== DATASET ENTRIES ==

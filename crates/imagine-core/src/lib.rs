//! Imagine Core Library
//!
//! This crate provides the operation grammar and dispatcher, the image handle
//! capability interface, error types and configuration shared by every
//! imagine component.

pub mod config;
pub mod error;
pub mod handle;
pub mod operation_path;
pub mod operations;

// Re-export commonly used types
pub use config::{LogFormat, ProxyConfig, DEFAULT_MAX_OUTPUT_PIXELS};
pub use error::{AppError, BackendError, ErrorMetadata, LogLevel, OperationError, PathError};
pub use handle::{EncodedImage, HandleResult, ImageBackend, ImageHandle};
pub use operation_path::{OperationPath, OperationPathBuilder};
pub use operations::{
    Dimensions, FrameGeometry, Geometry, Gravity, Operation, OperationDispatcher,
    OperationGrammar, ResizeGeometry, ResizeMode,
};
//! Route configuration and setup

use crate::handlers;
use crate::middleware::request_id_middleware;
use crate::state::AppState;
use axum::{routing::get, Router};
use std::sync::Arc;
use tower::limit::ConcurrencyLimitLayer;
use tower_http::trace::TraceLayer;

/// Setup all application routes
pub fn setup_routes(state: Arc<AppState>) -> Router {
    // Server-level concurrency limit; each in-flight request may hold a decoded image
    let http_concurrency_limit = std::env::var("HTTP_CONCURRENCY_LIMIT")
        .ok()
        .and_then(|s| s.parse::<usize>().ok())
        .unwrap_or(1_024)
        .max(1);
    tracing::info!(
        http_concurrency_limit = http_concurrency_limit,
        "HTTP concurrency limit layer enabled"
    );

    Router::new()
        .route("/health", get(handlers::health::health_check))
        .route("/{key}", get(handlers::transform::transform_image))
        .route("/{key}/{*operations}", get(handlers::transform::transform_image))
        .layer(ConcurrencyLimitLayer::new(http_concurrency_limit))
        .layer(TraceLayer::new_for_http())
        .layer(axum::middleware::from_fn(request_id_middleware))
        .with_state(state)
}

===

WORK ITEM: Output each record exactly as it appears in the listing.

REPLY TO THE TASK:
filename crates/imagine-core/src/lib.rs
//! Imagine Core Library
//!
//! This crate provides the operation grammar and dispatcher, the image handle
//! capability interface, error types and configuration shared by every
//! imagine component.

pub mod config;
pub mod error;
pub mod handle;
pub mod operation_path;
pub mod operations;

// Re-export commonly used types
pub use config::{LogFormat, ProxyConfig, DEFAULT_MAX_OUTPUT_PIXELS};
pub use error::{AppError, BackendError, ErrorMetadata, LogLevel, OperationError, PathError};
pub use handle::{EncodedImage, HandleResult, ImageBackend, ImageHandle};
pub use operation_path::{OperationPath, OperationPathBuilder};
pub use operations::{
    Dimensions, FrameGeometry, Geometry, Gravity, Operation, OperationDispatcher,
    OperationGrammar, ResizeGeometry, ResizeMode,
};
//! Route configuration and setup

use crate::handlers;
use crate::middleware::request_id_middleware;
use crate::state::AppState;
use axum::{routing::get, Router};
use std::sync::Arc;
use tower::limit::ConcurrencyLimitLayer;
use tower_http::trace::TraceLayer;

/// Setup all application routes
pub fn setup_routes(state: Arc<AppState>) -> Router {
    // Server-level concurrency limit; each in-flight request may hold a decoded image
    let http_concurrency_limit = std::env::var("HTTP_CONCURRENCY_LIMIT")
        .ok()
        .and_then(|s| s.parse::<usize>().ok())
        .unwrap_or(1_024)
        .max(1);
    tracing::info!(
        http_concurrency_limit = http_concurrency_limit,
        "HTTP concurrency limit layer enabled"
    );

    Router::new()
        .route("/health", get(handlers::health::health_check))
        .route("/{key}", get(handlers::transform::transform_image))
        .route("/{key}/{*operations}", get(handlers::transform::transform_image))
        .layer(ConcurrencyLimitLayer::new(http_concurrency_limit))
        .layer(TraceLayer::new_for_http())
        .layer(axum::middleware::from_fn(request_id_middleware))
        .with_state(state)
}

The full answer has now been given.